It’s been reported that WMC Mortgage, the wholesale residential subprime and Alt-A mortgage unit of GE Money, laid off the majority of its staff yesterday, per the OC Register.
It is believed that a skeleton crew is sticking around to clear out the remaining pipeline, and that all loan processors, underwriters, and loan officers are now gone.
My understanding is that the lender is still accepting new submissions, though volume is probably extremely light with the reduced staff.
“They’re working the pipeline that is here,” said a customer service operator. “They are taking originations, but we’re down to minimal staff levels as of yesterday afternoon.”
According to the WMC website, the mortgage lender still offers jumbo loans up to $1 million, financing up to 95% loan-to-value, and Fico scores as low as 530.
Most thought WMC had already ceased operations months ago, as GE previously announced that is was exiting the business after the mortgage crisis came to the forefront.
WMC was subsequently put up for sale earlier this summer after a rise in defaults forced the conglomerate to reconsider its position in the subprime mortgage business.

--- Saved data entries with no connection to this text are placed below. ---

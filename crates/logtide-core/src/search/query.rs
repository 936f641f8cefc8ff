//! Filter classification and the structured query language.
//!
//! A filter containing whitespace, a double quote or `*` is a structured
//! query; anything else is a simple term. Structured syntax:
//!
//! ```text
//! query   = clause { whitespace clause }
//! clause  = [ "+" | "-" ] [ field ":" ] value
//! value   = word | '"' phrase '"'
//! ```
//!
//! `+` marks a required clause, `-` an excluded one, and a bare clause is
//! optional (at least one optional clause must match when no clause is
//! required). Words may contain `*` and `?` wildcards. Without a field the
//! clause is matched against every indexed field.

use crate::error::IndexError;
use crate::search::analysis;

/// How a filter string is evaluated.
#[derive(Debug, Clone, Copy, PartialEq, Eq)]
pub enum QueryKind {
    Empty,
    Simple,
    Structured,
}

pub fn classify(raw: &str) -> QueryKind {
    if raw.trim().is_empty() {
        QueryKind::Empty
    } else if raw.contains(|c: char| c.is_whitespace() || c == '"' || c == '*') {
        QueryKind::Structured
    } else {
        QueryKind::Simple
    }
}

/// A simple term the index can answer exactly like the substring filter.
///
/// Terms containing separators can match across token boundaries, which the
/// token dictionary cannot see, so they take the plain filter instead.
pub fn is_pure_term(term: &str) -> bool {
    !term.is_empty() && term.chars().all(char::is_alphanumeric)
}

#[derive(Debug, Clone, Copy, PartialEq, Eq)]
pub enum Occur {
    Should,
    Must,
    MustNot,
}

#[derive(Debug, Clone, PartialEq, Eq)]
pub enum Matcher {
    /// A single word, analysed per field at match time.
    Term(String),
    /// Pre-analysed tokens that must appear consecutively.
    Phrase(Vec<String>),
    /// Lowercased pattern with `*`/`?`.
    Wildcard(String),
}

#[derive(Debug, Clone, PartialEq, Eq)]
pub struct Clause {
    pub occur: Occur,
    /// Lowercased field name, or `None` for every field.
    pub field: Option<String>,
    pub matcher: Matcher,
}

#[derive(Debug, Clone, PartialEq, Eq)]
pub struct StructuredQuery {
    pub clauses: Vec<Clause>,
}

/// A parsed, non-empty filter.
#[derive(Debug, Clone, PartialEq, Eq)]
pub enum Query {
    /// Case-insensitive substring over message, level and source.
    Simple(String),
    Structured(StructuredQuery),
}

impl Query {
    /// Parse a raw filter. `Ok(None)` for blank input.
    pub fn parse(raw: &str) -> Result<Option<Query>, IndexError> {
        match classify(raw) {
            QueryKind::Empty => Ok(None),
            QueryKind::Simple => Ok(Some(Query::Simple(raw.trim().to_string()))),
            QueryKind::Structured => parse_structured(raw).map(|q| Some(Query::Structured(q))),
        }
    }
}

pub fn parse_structured(raw: &str) -> Result<StructuredQuery, IndexError> {
    let mut clauses = Vec::new();
    let mut chars = raw.char_indices().peekable();

    loop {
        while chars.next_if(|(_, c)| c.is_whitespace()).is_some() {}
        let Some(&(_, first)) = chars.peek() else { break };

        let occur = match first {
            '+' => Occur::Must,
            '-' => Occur::MustNot,
            _ => Occur::Should,
        };
        if occur != Occur::Should {
            chars.next();
        }

        let mut word = String::new();
        while let Some((_, c)) = chars.next_if(|(_, c)| !c.is_whitespace() && *c != '"') {
            word.push(c);
        }

        let quoted = chars.next_if(|(_, c)| *c == '"').is_some();
        let (field, matcher) = if quoted {
            let field = match word.as_str() {
                "" => None,
                w => Some(
                    w.strip_suffix(':')
                        .ok_or_else(|| IndexError::Query(format!("unexpected quote after {w:?}")))?,
                ),
            };
            let mut phrase = String::new();
            let mut closed = false;
            for (_, c) in chars.by_ref() {
                if c == '"' {
                    closed = true;
                    break;
                }
                phrase.push(c);
            }
            if !closed {
                return Err(IndexError::Query("unterminated phrase".to_string()));
            }
            let tokens: Vec<String> = analysis::tokenize(&phrase).into_iter().map(|t| t.term).collect();
            if tokens.is_empty() {
                return Err(IndexError::Query("empty phrase".to_string()));
            }
            (field.map(str::to_string), Matcher::Phrase(tokens))
        } else {
            let (field, value) = split_field(&word)?;
            if value.is_empty() {
                return Err(IndexError::Query(match occur {
                    Occur::Should => format!("missing value for field {word:?}"),
                    _ => "operator without a value".to_string(),
                }));
            }
            let matcher = if value.contains(['*', '?']) {
                analysis::wildcard_matcher(value)?;
                Matcher::Wildcard(value.to_lowercase())
            } else {
                Matcher::Term(value.to_string())
            };
            (field.map(str::to_string), matcher)
        };

        clauses.push(Clause {
            occur,
            field: field.map(|f| f.to_lowercase()),
            matcher,
        });
    }

    if clauses.is_empty() {
        return Err(IndexError::Query("empty query".to_string()));
    }
    Ok(StructuredQuery { clauses })
}

/// Split `field:value`. A colon only names a field when the part before it
/// is a plain identifier, so `a/b:c` stays a value.
fn split_field(word: &str) -> Result<(Option<&str>, &str), IndexError> {
    match word.split_once(':') {
        Some(("", _)) => Err(IndexError::Query(format!("missing field name in {word:?}"))),
        Some((field, value))
            if field.chars().all(|c| c.is_alphanumeric() || c == '_' || c == '.') =>
        {
            Ok((Some(field), value))
        }
        _ => Ok((None, word)),
    }
}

Despite previous reports listing the lender as a discontinued operation, GE spokesman Russell Wilkerson said there is still a “decent number of employees” at the company and that it still had loans on its books.
“We’re in the process of selling it,” says Wilkerson. The question remains whether anyone wants to buy it, and what’s it’s really worth at this point.
Several weeks ago, GE said it expected to take a $300 million to $400 million charge in the third quarter as it exited its WMC Mortgage business.
Back in March, WMC Mortgage cut roughly 20 percent of its staff, or 460 employees, and said it would no longer write mortgages with no down payments.
Since then, the company has cut about 70 percent of its workforce and sold $3.7 billion of its loans, leaving $1.1 billion in mortgages on the books as it seeks a suitor.
GE acquired WMC in 2004 from private equity firm Apollo Management, and analysts estimated that it made up only a small portion of their total income (now losses) over the last few years.
To give you an idea, WMC provided roughly $100 million of its parent company’s $20.8 billion total profit in 2006.
See the latest mortgage layoffs, closures, mergers, and rumors.
Update: Here’s a quote from a recent article regarding the matter: “Everybody over there [at WMC] thought it was being sold, but on Monday they were told it was being dismantled instead. A lot of guys were let go Monday, and are now looking for jobs.”
GE denied the dismantling, saying it was a restructuring effort. “We are still trying to sell WMC,” said Richard Jones, spokesman for GE Money. “There were a number of layoffs on Monday at WMC as part of a restructuring.”